NIV. What say you, atheist? Eating and drinking and enjoying your job, I mean; is there better advice? How can one honestly argue against this simple philosophy? What, what was that? Second sentence? Ain't no second sentence. The Bible is cake. How do you think there are things like sects and Bible study arising from the word of god? Ain't nothing wrong with the word of god; it's just that the minds of men are separate from one another. It's a question of resonance. Certain passages resonate more with certain individuals than others. For instance, there's always something in Ecclesiastes to deal with fundies; regardless of where said fundamentalism arises.
To further help in your re-education, let me state unequivocally that I do not believe in evolution. I accept the theory of evolution and I accept the fact of evolution, but I am not an evolutionary biologist, I am a mathematician.

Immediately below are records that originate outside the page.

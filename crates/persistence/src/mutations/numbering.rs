// Copyright (C) 2026 Fred Clausen
// Use of this source code is governed by an MIT-style
// license that can be found in the LICENSE file or at
// https://opensource.org/licenses/MIT.

use diesel::prelude::*;
use diesel::{MysqlConnection, SqliteConnection};
use tracing::debug;
use tradeflow_domain::{DocumentKind, StoredKindNumbering, StoredNumberingConfig, TenantId};

use crate::diesel_schema::numbering_configs;
use crate::error::PersistenceError;

backend_fn! {
/// Replaces a tenant's stored numbering configuration.
///
/// One row per document kind is written inside a single transaction, so a
/// reader sees either the old configuration or the new one.
///
/// # Errors
///
/// Returns an error if the write fails or a counter does not fit the column.
pub fn save_numbering_config(
    conn: &mut _,
    tenant: TenantId,
    config: &StoredNumberingConfig,
) -> Result<(), PersistenceError> {
    conn.transaction::<_, PersistenceError, _>(|conn| {
        diesel::delete(numbering_configs::table)
            .filter(numbering_configs::tenant_id.eq(tenant.value()))
            .execute(conn)?;

        for kind in DocumentKind::ALL {
            let stored: &StoredKindNumbering = config.get(kind);
            let next_counter: Option<i64> = stored
                .next_counter
                .map(|c| {
                    i64::try_from(c).map_err(|_| {
                        PersistenceError::QueryFailed(format!("Counter {c} out of range"))
                    })
                })
                .transpose()?;

            diesel::insert_into(numbering_configs::table)
                .values((
                    numbering_configs::tenant_id.eq(tenant.value()),
                    numbering_configs::document_kind.eq(kind.as_str()),
                    numbering_configs::prefix.eq(stored.prefix.as_deref()),
                    numbering_configs::number_format.eq(stored.format.as_deref()),
                    numbering_configs::next_counter.eq(next_counter),
                ))
                .execute(conn)?;
        }
        Ok(())
    })?;

    debug!(tenant = %tenant, "Saved numbering configuration");
    Ok(())
}
}
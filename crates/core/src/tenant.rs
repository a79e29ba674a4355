// Copyright (C) 2026 Fred Clausen
// Use of this source code is governed by an MIT-style
// license that can be found in the LICENSE file or at
// https://opensource.org/licenses/MIT.

use tracing::debug;
use tradeflow_domain::TenantId;

use crate::error::CoreError;
use crate::store::{DocumentStore, Profile};

/// The authenticated user on whose behalf an operation runs.
#[derive(Debug, Clone, PartialEq, Eq)]
pub struct CallerIdentity {
    user_id: String,
}

impl CallerIdentity {
    #[must_use]
    pub fn new(user_id: impl Into<String>) -> Self {
        Self {
            user_id: user_id.into(),
        }
    }

    #[must_use]
    pub fn user_id(&self) -> &str {
        &self.user_id
    }
}

/// Resolves the tenant the caller acts for.
///
/// # Errors
///
/// * `CoreError::Unauthenticated` if there is no caller
/// * `CoreError::ProfileNotFound` if the caller has no profile
/// * `CoreError::TenantNotFound` if the profile has no tenant
/// * `CoreError::Store` if the profile lookup fails
pub fn resolve_tenant<S: DocumentStore>(
    store: &mut S,
    caller: Option<&CallerIdentity>,
) -> Result<TenantId, CoreError> {
    let caller: &CallerIdentity = caller.ok_or(CoreError::Unauthenticated)?;

    let profile: Profile =
        store
            .find_profile(caller.user_id())?
            .ok_or_else(|| CoreError::ProfileNotFound {
                user_id: caller.user_id().to_string(),
            })?;

    let tenant: TenantId = profile.tenant_id.ok_or_else(|| CoreError::TenantNotFound {
        user_id: caller.user_id().to_string(),
    })?;

    debug!(user_id = caller.user_id(), tenant = %tenant, "Resolved caller tenant");
    Ok(tenant)
}
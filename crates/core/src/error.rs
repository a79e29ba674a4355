// Copyright (C) 2026 Fred Clausen
// Use of this source code is governed by an MIT-style
// license that can be found in the LICENSE file or at
// https://opensource.org/licenses/MIT.

use tradeflow_domain::{DocumentId, DocumentKind, DomainError};

use crate::store::StoreError;

/// Errors raised by the numbering and conversion engine.
#[derive(Debug, Clone, PartialEq, Eq)]
pub enum CoreError {
    /// No caller identity was supplied.
    Unauthenticated,
    /// The caller has no profile.
    ProfileNotFound {
        /// The caller's user id.
        user_id: String,
    },
    /// The caller's profile is not attached to a tenant.
    TenantNotFound {
        /// The caller's user id.
        user_id: String,
    },
    /// The document a conversion reads from does not exist.
    SourceNotFound {
        /// The kind of the missing source.
        kind: DocumentKind,
        /// The id of the missing source.
        id: DocumentId,
    },
    /// A document addressed directly does not exist.
    DocumentNotFound {
        /// The kind of the missing document.
        kind: DocumentKind,
        /// The id of the missing document.
        id: DocumentId,
    },
    /// The store failed. The message is carried unchanged.
    Store(StoreError),
    /// A domain rule was violated.
    DomainViolation(DomainError),
}

impl std::fmt::Display for CoreError {
    fn fmt(&self, f: &mut std::fmt::Formatter<'_>) -> std::fmt::Result {
        match self {
            Self::Unauthenticated => write!(f, "No authenticated caller"),
            Self::ProfileNotFound { user_id } => {
                write!(f, "No profile found for user '{user_id}'")
            }
            Self::TenantNotFound { user_id } => {
                write!(f, "User '{user_id}' is not attached to a tenant")
            }
            Self::SourceNotFound { kind, id } => {
                write!(f, "Conversion source {kind} {id} not found")
            }
            Self::DocumentNotFound { kind, id } => write!(f, "Document {kind} {id} not found"),
            Self::Store(err) => write!(f, "{err}"),
            Self::DomainViolation(err) => write!(f, "Domain violation: {err}"),
        }
    }
}

impl std::error::Error for CoreError {}

impl From<DomainError> for CoreError {
    fn from(err: DomainError) -> Self {
        Self::DomainViolation(err)
    }
}

impl From<StoreError> for CoreError {
    fn from(err: StoreError) -> Self {
        Self::Store(err)
    }
}
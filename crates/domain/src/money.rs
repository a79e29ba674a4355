// Copyright (C) 2026 Fred Clausen
// Use of this source code is governed by an MIT-style
// license that can be found in the LICENSE file or at
// https://opensource.org/licenses/MIT.

use rust_decimal::Decimal;
use serde::{Deserialize, Serialize};

use crate::error::DomainError;

/// Monetary totals carried by estimates, invoices and purchase orders.
///
/// `tax_rate` is a percentage: `8.25` means 8.25 %.
#[derive(Debug, Clone, Copy, PartialEq, Eq, Default, Serialize, Deserialize)]
pub struct Totals {
    pub subtotal: Decimal,
    pub tax_rate: Decimal,
    pub tax_amount: Decimal,
    pub total_amount: Decimal,
}

impl Totals {
    /// Computes tax and total from a subtotal and a percentage tax rate.
    ///
    /// The tax amount is rounded to cents (banker's rounding).
    ///
    /// # Errors
    ///
    /// * `DomainError::NegativeAmount` if either input is negative
    /// * `DomainError::InvalidAmount` if the tax or total does not fit in a
    ///   `Decimal`
    pub fn compute(subtotal: Decimal, tax_rate: Decimal) -> Result<Self, DomainError> {
        if subtotal.is_sign_negative() && !subtotal.is_zero() {
            return Err(DomainError::NegativeAmount {
                field: "subtotal",
                value: subtotal.to_string(),
            });
        }
        if tax_rate.is_sign_negative() && !tax_rate.is_zero() {
            return Err(DomainError::NegativeAmount {
                field: "tax_rate",
                value: tax_rate.to_string(),
            });
        }

        let tax_amount: Decimal = subtotal
            .checked_mul(tax_rate)
            .and_then(|product| product.checked_div(Decimal::ONE_HUNDRED))
            .ok_or_else(|| DomainError::InvalidAmount {
                field: "tax_amount",
                value: format!("{subtotal} x {tax_rate}%"),
            })?
            .round_dp(2);
        let total_amount: Decimal = subtotal
            .checked_add(tax_amount)
            .ok_or_else(|| DomainError::InvalidAmount {
                field: "total_amount",
                value: format!("{subtotal} + {tax_amount}"),
            })?;

        Ok(Self {
            subtotal,
            tax_rate,
            tax_amount,
            total_amount,
        })
    }
}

Unfortunately, I may have inadvertently kilt atheism. (Or, at least "strong" atheism; and it should take years for this little mishap to filter through the scientific community.) So, there's plenty of time for me to help you understand the error of your ways - so that you can become a better atheist, of course.
Clarity. Focus. Precision. Understanding. I understand the anger that the sheep inspire, and so does god. That's why Ecclesiastes is only six pages long. The fundies want to proclaim that the book represents "a life without god." Wrong. Yep, just me; versus all the fundies, and a thousand years of Bible study. Don't matter a whit to me what others believe, for I use the scientific method. What are the first three words in this particular book? Everything is meaningless. What does that mean? Before one sits down to do science, one ideally clears one's head of errata; allowing everything to become meaningless, before one makes the first meaningful observation.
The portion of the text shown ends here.